Thanks very much in advanced

ipazin · January 14, 2021, 10:46am

Hello @goodvirus,

here is one approach. Use GroupBy node and group by Location while concatinating Usage without delimiter. Then use String To Number node which will drop all leading zeroes. For extra points you can use String Manipulation node instead of String to Number node together with regex in order to determine window of how many leading values should be removed. (here window is two - regexReplace($column$, "^0{0,2}(.*)", "$1")). The tricky part is now to get back to original data format with dates matching usage. One way is to calculate difference between string lengths (one produced by GroupBy node and one produced by String Manipulation node) which will tell you how many rows to filter for each Location. And for this task you go back to Loops

Give it a try and if any questions feel free to ask.

Br,
Ivan

goodvirus · January 14, 2021, 2:27pm

Hi @ipazin,

thank you very much for the idea. I implemented it and it works (quit a big workflow for a small problem).
Probably that can be done much quicker and leaner, but who cares? (I do, if you have a better solution please post it).

If someone has the same probleme, see my workflow attached.

Thanks,

Paulremove_start_values.knwf (39.1 KB)

goodvirus · January 14, 2021, 3:11pm

Hi again,

now I applied the solution to my big workflow (with a couple of millions of entries) and now the problem ist, that the values go so big that not even long numbers can hold them… Any suggestions?

goodvirus · January 14, 2021, 4:01pm

I think the knime version is to difficult and so I used a python note within a group loop (that could also be done in python).

The python code:
output_table_1 = output_table_1.loc[output_table_1['auslastung'].ne(0).idxmax():]

ipazin · January 15, 2021, 9:54am

Hello @goodvirus,

glad you found a way. Scripting is probably better in this scenario.

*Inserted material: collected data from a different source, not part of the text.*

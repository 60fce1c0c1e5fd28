//! Liveness and readiness probes for orchestration.

use std::sync::atomic::{AtomicBool, Ordering};

use actix_web::{HttpResponse, get, http::header, web};

/// Shared probe state.
///
/// The process starts live but not ready; `main` flips readiness once the
/// pool, transport and blob store are wired up.
pub struct HealthState {
    ready: AtomicBool,
    live: AtomicBool,
}

impl Default for HealthState {
    fn default() -> Self {
        Self {
            ready: AtomicBool::new(false),
            live: AtomicBool::new(true),
        }
    }
}

impl HealthState {
    pub fn new() -> Self {
        Self::default()
    }

    /// Mark the service ready to take traffic.
    pub fn mark_ready(&self) {
        self.ready.store(true, Ordering::Release);
    }

    /// Fail liveness so orchestrators stop routing and restart the process.
    pub fn mark_unhealthy(&self) {
        self.live.store(false, Ordering::Release);
    }

    pub fn is_ready(&self) -> bool {
        self.ready.load(Ordering::Acquire)
    }

    pub fn is_alive(&self) -> bool {
        self.live.load(Ordering::Acquire)
    }

    fn probe_response(probe_ok: bool) -> HttpResponse {
        let mut response = if probe_ok {
            HttpResponse::Ok()
        } else {
            HttpResponse::ServiceUnavailable()
        };
        response
            .insert_header((header::CACHE_CONTROL, "no-store"))
            .finish()
    }
}

/// Readiness probe: 200 once dependencies are initialised, 503 before.
#[utoipa::path(
    get,
    path = "/health/ready",
    tags = ["health"],
    responses(
        (status = 200, description = "Server is ready to handle traffic"),
        (status = 503, description = "Server is not ready")
    )
)]
#[get("/health/ready")]
pub async fn ready(state: web::Data<HealthState>) -> HttpResponse {
    HealthState::probe_response(state.is_ready())
}

/// Liveness probe: 200 while the process is healthy, 503 when draining.
#[utoipa::path(
    get,
    path = "/health/live",
    tags = ["health"],
    responses(
        (status = 200, description = "Server is alive"),
        (status = 503, description = "Server is shutting down")
    )
)]
#[get("/health/live")]
pub async fn live(state: web::Data<HealthState>) -> HttpResponse {
    HealthState::probe_response(state.is_alive())
}

#[cfg(test)]
mod tests {
    use super::*;
    use actix_web::{App, http::StatusCode, test};

    #[actix_web::test]
    async fn readiness_flips_after_mark_ready() {
        let state = web::Data::new(HealthState::new());
        let app = test::init_service(App::new().app_data(state.clone()).service(ready)).await;

        let req = test::TestRequest::get().uri("/health/ready").to_request();
        let res = test::call_service(&app, req).await;
        assert_eq!(res.status(), StatusCode::SERVICE_UNAVAILABLE);

        state.mark_ready();
        let req = test::TestRequest::get().uri("/health/ready").to_request();
        let res = test::call_service(&app, req).await;
        assert_eq!(res.status(), StatusCode::OK);
    }

    #[actix_web::test]
    async fn liveness_fails_once_unhealthy() {
        let state = web::Data::new(HealthState::new());
        let app = test::init_service(App::new().app_data(state.clone()).service(live)).await;

        let req = test::TestRequest::get().uri("/health/live").to_request();
        let res = test::call_service(&app, req).await;
        assert_eq!(res.status(), StatusCode::OK);

        state.mark_unhealthy();
        let req = test::TestRequest::get().uri("/health/live").to_request();
        let res = test::call_service(&app, req).await;
        assert_eq!(res.status(), StatusCode::SERVICE_UNAVAILABLE);
    }
}
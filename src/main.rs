//! Service entry-point: wires configuration, adapters and the HTTP server.

use std::sync::Arc;

use actix_web::{HttpServer, web};
use tracing::{info, warn};
use tracing_subscriber::{EnvFilter, fmt};

use toolcrib::api::health::HealthState;
use toolcrib::domain::SessionWorkflow;
use toolcrib::domain::ports::DetectionTransport;
use toolcrib::outbound::detect::{AmqpDetectionTransport, HttpDetectionTransport};
use toolcrib::outbound::persistence::{DbPool, DieselSessionStore, PoolConfig};
use toolcrib::outbound::storage::S3BlobStore;
use toolcrib::server::{AppConfig, AppDependencies, DetectConfig, build_app};

#[actix_web::main]
async fn main() -> std::io::Result<()> {
    if let Err(e) = fmt()
        .with_env_filter(EnvFilter::from_default_env())
        .json()
        .try_init()
    {
        warn!(error = %e, "tracing init failed");
    }

    let config = AppConfig::from_env().map_err(std::io::Error::other)?;

    let pool = DbPool::new(PoolConfig::new(config.database_url.clone()))
        .await
        .map_err(std::io::Error::other)?;
    let store = Arc::new(DieselSessionStore::new(pool));

    let transport: Arc<dyn DetectionTransport> = match &config.detect {
        DetectConfig::Amqp(amqp) => {
            let transport = AmqpDetectionTransport::connect(&amqp.url, &amqp.queue, amqp.timeout)
                .await
                .map_err(std::io::Error::other)?;
            info!(queue = %amqp.queue, "detection transport: amqp");
            Arc::new(transport)
        }
        DetectConfig::Http(http) => {
            let transport = HttpDetectionTransport::with_timeout(
                http.endpoint.clone(),
                &http.api_key,
                http.timeout,
            )
            .map_err(std::io::Error::other)?;
            info!(endpoint = %http.endpoint, "detection transport: http");
            Arc::new(transport)
        }
    };

    let blobs = Arc::new(S3BlobStore::new(config.blob_store.clone()).map_err(std::io::Error::other)?);

    let workflow = web::Data::new(SessionWorkflow::new(
        transport,
        store,
        blobs,
        config.class_map.clone(),
    ));
    let health_state = web::Data::new(HealthState::new());

    let deps = AppDependencies {
        health_state: health_state.clone(),
        workflow,
    };
    let server = HttpServer::new(move || build_app(deps.clone())).bind(config.bind_addr)?;

    health_state.mark_ready();
    info!(addr = %config.bind_addr, "listening");
    server.run().await
}
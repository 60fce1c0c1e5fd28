//! Evidence image annotation.
//!
//! Before an evidence image is uploaded, the detections that drove the
//! ledger are burned into it as red bounding boxes so a reviewer can see
//! what the model saw. Pure byte-in/byte-out transformation, no I/O.

use std::io::Cursor;

use image::{DynamicImage, ImageFormat, Rgb, RgbImage};
use imageproc::drawing::draw_hollow_rect_mut;
use imageproc::rect::Rect;
use thiserror::Error;

use super::detection::Detection;

const BOX_COLOUR: Rgb<u8> = Rgb([220, 30, 30]);
const BOX_THICKNESS: i32 = 3;

/// Failures while decoding or re-encoding an evidence image.
#[derive(Debug, Error)]
pub enum EvidenceError {
    /// The submitted bytes are not a decodable image.
    #[error("evidence image could not be decoded: {0}")]
    Decode(image::ImageError),
    /// JPEG re-encoding failed.
    #[error("evidence image could not be encoded: {0}")]
    Encode(image::ImageError),
}

/// Draw detection boxes onto the captured image and return it as JPEG.
///
/// Boxes are clamped to the image bounds; detections whose clamped box is
/// empty are skipped rather than rejected, since the counts they contributed
/// are already in the ledger.
pub fn draw_detections(
    image_bytes: &[u8],
    detections: &[Detection],
) -> Result<Vec<u8>, EvidenceError> {
    let mut canvas: RgbImage = image::load_from_memory(image_bytes)
        .map_err(EvidenceError::Decode)?
        .to_rgb8();

    for detection in detections {
        if let Some(rect) = clamped_rect(detection, canvas.width(), canvas.height()) {
            draw_thick_rect(&mut canvas, rect);
        }
    }

    let mut encoded = Cursor::new(Vec::new());
    DynamicImage::ImageRgb8(canvas)
        .write_to(&mut encoded, ImageFormat::Jpeg)
        .map_err(EvidenceError::Encode)?;
    Ok(encoded.into_inner())
}

fn clamped_rect(detection: &Detection, width: u32, height: u32) -> Option<Rect> {
    let bbox = &detection.bbox;
    let x1 = bbox.x1.max(0.0).min(width as f32) as i32;
    let y1 = bbox.y1.max(0.0).min(height as f32) as i32;
    let x2 = bbox.x2.max(0.0).min(width as f32) as i32;
    let y2 = bbox.y2.max(0.0).min(height as f32) as i32;

    let w = (x2 - x1).max(0) as u32;
    let h = (y2 - y1).max(0) as u32;
    if w == 0 || h == 0 {
        return None;
    }
    Some(Rect::at(x1, y1).of_size(w, h))
}

fn draw_thick_rect(canvas: &mut RgbImage, rect: Rect) {
    for inset in 0..BOX_THICKNESS {
        let width = rect.width() as i32 - 2 * inset;
        let height = rect.height() as i32 - 2 * inset;
        if width <= 0 || height <= 0 {
            break;
        }
        let inner = Rect::at(rect.left() + inset, rect.top() + inset)
            .of_size(width as u32, height as u32);
        draw_hollow_rect_mut(canvas, inner, BOX_COLOUR);
    }
}
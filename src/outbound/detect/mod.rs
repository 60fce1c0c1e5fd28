//! Detection transport adapters: broker-RPC and direct-call.

mod amqp_transport;
mod dto;
mod http_transport;

pub use amqp_transport::AmqpDetectionTransport;
pub use http_transport::HttpDetectionTransport;
//! Request middleware.

pub mod trace;

pub use trace::{TRACE_ID_HEADER, Trace};
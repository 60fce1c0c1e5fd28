//! Driving HTTP adapter.

pub mod error;
pub mod health;
pub mod recognize;
pub mod sessions;

pub use error::{ApiError, ApiResult};
pub use health::HealthState;
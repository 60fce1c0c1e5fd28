//! Blob storage adapter for the evidence store port.

mod s3_blob_store;

pub use s3_blob_store::{S3BlobStore, S3BlobStoreConfig};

And you are right, when values are too big idea with conversion won’t work. However regex from String Manipulation will still do the trick. Check modified workflow:
remove_start_values_ipazin.knwf (51.5 KB)

Br,
Ivan

system · January 22, 2021, 9:54am

This topic was automatically closed 7 days after the last reply. New replies are no longer allowed.